### What you need to do
Looking at the entries below, how many lines include the word "CsvSource"? Answer with the number alone.

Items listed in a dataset

▼

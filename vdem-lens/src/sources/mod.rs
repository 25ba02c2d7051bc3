//! Panel data sources.
//!
//! A source reads raw tabular records and hands them to the normalizer,
//! which turns them into [`PanelRow`]s. Delimited text is read through
//! DataFusion; pre-shaped JSON arrays are read with `serde_json`.

use async_trait::async_trait;
use serde::{Deserialize, Serialize};
use std::collections::BTreeMap;
use std::fmt::Debug;

use crate::core::row::PanelRow;
use crate::error::{LensError, Result};

mod csv;
mod json;
pub mod normalize;

pub use csv::{CsvOptions, CsvSource};
pub use json::{parse_json_records, JsonSource};
pub use normalize::{normalize_entity, Normalizer, RawRecord, RawValue};

/// A source of country-year panel rows.
///
/// # Examples
///
/// ```rust,no_run
/// use vdem_lens::sources::{ColumnMapping, CsvSource, PanelSource};
///
/// # async fn example() -> vdem_lens::error::Result<()> {
/// let source = CsvSource::new("data/V-Dem-CY-Full+Others-v15.csv", ColumnMapping::vdem());
/// let outcome = source.load().await?;
/// println!("{}: kept {} rows", source.description(), outcome.report.rows_kept);
/// # Ok(())
/// # }
/// ```
#[async_trait]
pub trait PanelSource: Debug + Send + Sync {
    /// Reads and normalizes every record.
    ///
    /// Fails only when the source as a whole is unusable: unreadable, not
    /// parseable, or missing the entity or year column. Individual bad
    /// records are dropped and counted in the report.
    async fn load(&self) -> Result<LoadOutcome>;

    /// Returns a human-readable description of this source.
    fn description(&self) -> String;
}

/// Rows read from a source together with what happened to the rest.
#[derive(Debug, Clone, PartialEq, Serialize, Deserialize)]
pub struct LoadOutcome {
    pub rows: Vec<PanelRow>,
    pub report: LoadReport,
}

/// Why a record did not become a row.
#[derive(Debug, Clone, Copy, PartialEq, Eq, PartialOrd, Ord, Hash, Serialize, Deserialize)]
#[serde(rename_all = "snake_case")]
pub enum DropReason {
    MissingEntity,
    UnparseableYear,
    DuplicateEntityYear,
    /// A JSON array element that is not an object.
    Malformed,
}

/// Counts collected while normalizing a source.
#[derive(Debug, Clone, Default, PartialEq, Serialize, Deserialize)]
#[serde(rename_all = "camelCase")]
pub struct LoadReport {
    pub rows_read: usize,
    pub rows_kept: usize,
    pub dropped: BTreeMap<DropReason, usize>,
    /// Records whose entity name was rewritten by the alias table.
    pub entities_renamed: usize,
    /// Non-empty cells that could not be read as a number and became absent.
    pub fields_coerced: usize,
    /// Mapped optional columns the source does not have.
    pub missing_columns: Vec<String>,
}

impl LoadReport {
    pub fn rows_dropped(&self) -> usize {
        self.dropped.values().sum()
    }

    pub fn dropped_for(&self, reason: DropReason) -> usize {
        self.dropped.get(&reason).copied().unwrap_or(0)
    }

    pub(crate) fn record_drop(&mut self, reason: DropReason) {
        *self.dropped.entry(reason).or_insert(0) += 1;
    }
}

/// Names of the source columns that feed each row field.
///
/// The entity and year columns are required; a source without them fails
/// to load. Optional columns missing from a source leave their field absent
/// on every row.
#[derive(Debug, Clone, PartialEq, Serialize, Deserialize)]
pub struct ColumnMapping {
    pub entity: String,
    pub year: String,
    pub polyarchy: Option<String>,
    pub gdp: Option<String>,
    pub gdppc: Option<String>,
    pub population: Option<String>,
    pub gdp_growth: Option<String>,
    pub inflation: Option<String>,
    pub regime: Option<String>,
    pub region: Option<String>,
    /// Multiplier taking the population column to persons.
    pub population_scale: f64,
}

impl ColumnMapping {
    /// Column names of the published V-Dem country-year file, which reports
    /// population in millions.
    pub fn vdem() -> Self {
        Self {
            entity: "country_name".to_string(),
            year: "year".to_string(),
            polyarchy: Some("v2x_polyarchy".to_string()),
            gdp: Some("e_gdp".to_string()),
            gdppc: Some("e_gdppc".to_string()),
            population: Some("e_pop".to_string()),
            gdp_growth: Some("e_gdp_growth".to_string()),
            inflation: Some("e_miinflat".to_string()),
            regime: Some("v2x_regime".to_string()),
            region: Some("e_regionpol_6C".to_string()),
            population_scale: 1_000_000.0,
        }
    }

    /// Column names of a pre-shaped extract with population in persons.
    pub fn lite() -> Self {
        Self {
            entity: "country".to_string(),
            year: "year".to_string(),
            polyarchy: Some("polyarchy".to_string()),
            gdp: Some("gdp".to_string()),
            gdppc: Some("gdppc".to_string()),
            population: Some("population".to_string()),
            gdp_growth: Some("gdpGrowth".to_string()),
            inflation: Some("inflation".to_string()),
            regime: Some("regime".to_string()),
            region: Some("region".to_string()),
            population_scale: 1.0,
        }
    }

    pub fn with_population_scale(mut self, scale: f64) -> Self {
        self.population_scale = scale;
        self
    }

    /// Fails when the population scale is not a finite positive multiplier.
    pub fn validate(&self) -> Result<()> {
        if !self.population_scale.is_finite() || self.population_scale <= 0.0 {
            return Err(LensError::configuration(format!(
                "population_scale must be finite and positive, got {}",
                self.population_scale
            )));
        }
        Ok(())
    }

    /// Every mapped column, required ones first.
    pub fn columns(&self) -> Vec<&str> {
        let mut columns = vec![self.entity.as_str(), self.year.as_str()];
        columns.extend(self.optional_columns());
        columns
    }

    pub fn optional_columns(&self) -> impl Iterator<Item = &str> {
        [
            &self.polyarchy,
            &self.gdp,
            &self.gdppc,
            &self.population,
            &self.gdp_growth,
            &self.inflation,
            &self.regime,
            &self.region,
        ]
        .into_iter()
        .filter_map(|column| column.as_deref())
    }
}

impl Default for ColumnMapping {
    fn default() -> Self {
        Self::vdem()
    }
}

#[cfg(test)]
mod tests {
    use super::*;

    #[test]
    fn test_mapping_presets() {
        let vdem = ColumnMapping::vdem();
        assert_eq!(vdem.population_scale, 1_000_000.0);
        assert_eq!(vdem.columns()[..2], ["country_name", "year"]);
        assert_eq!(vdem.optional_columns().count(), 8);

        let lite = ColumnMapping::lite();
        assert_eq!(lite.population_scale, 1.0);
        assert!(lite.columns().contains(&"gdpGrowth"));
    }

    #[test]
    fn test_population_scale_validation() {
        assert!(ColumnMapping::vdem().validate().is_ok());
        for scale in [0.0, -1.0e6, f64::INFINITY, f64::NAN] {
            let err = ColumnMapping::lite()
                .with_population_scale(scale)
                .validate()
                .unwrap_err();
            assert!(matches!(err, LensError::Configuration(_)), "scale {scale}");
        }
    }

    #[test]
    fn test_unmapped_columns_are_skipped() {
        let mut mapping = ColumnMapping::lite();
        mapping.inflation = None;
        mapping.region = None;
        assert_eq!(mapping.optional_columns().count(), 6);
    }

    #[test]
    fn test_report_counts_drops() {
        let mut report = LoadReport::default();
        report.record_drop(DropReason::UnparseableYear);
        report.record_drop(DropReason::UnparseableYear);
        report.record_drop(DropReason::MissingEntity);
        assert_eq!(report.rows_dropped(), 3);
        assert_eq!(report.dropped_for(DropReason::UnparseableYear), 2);
        assert_eq!(report.dropped_for(DropReason::DuplicateEntityYear), 0);
    }
}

▲

### Solution
3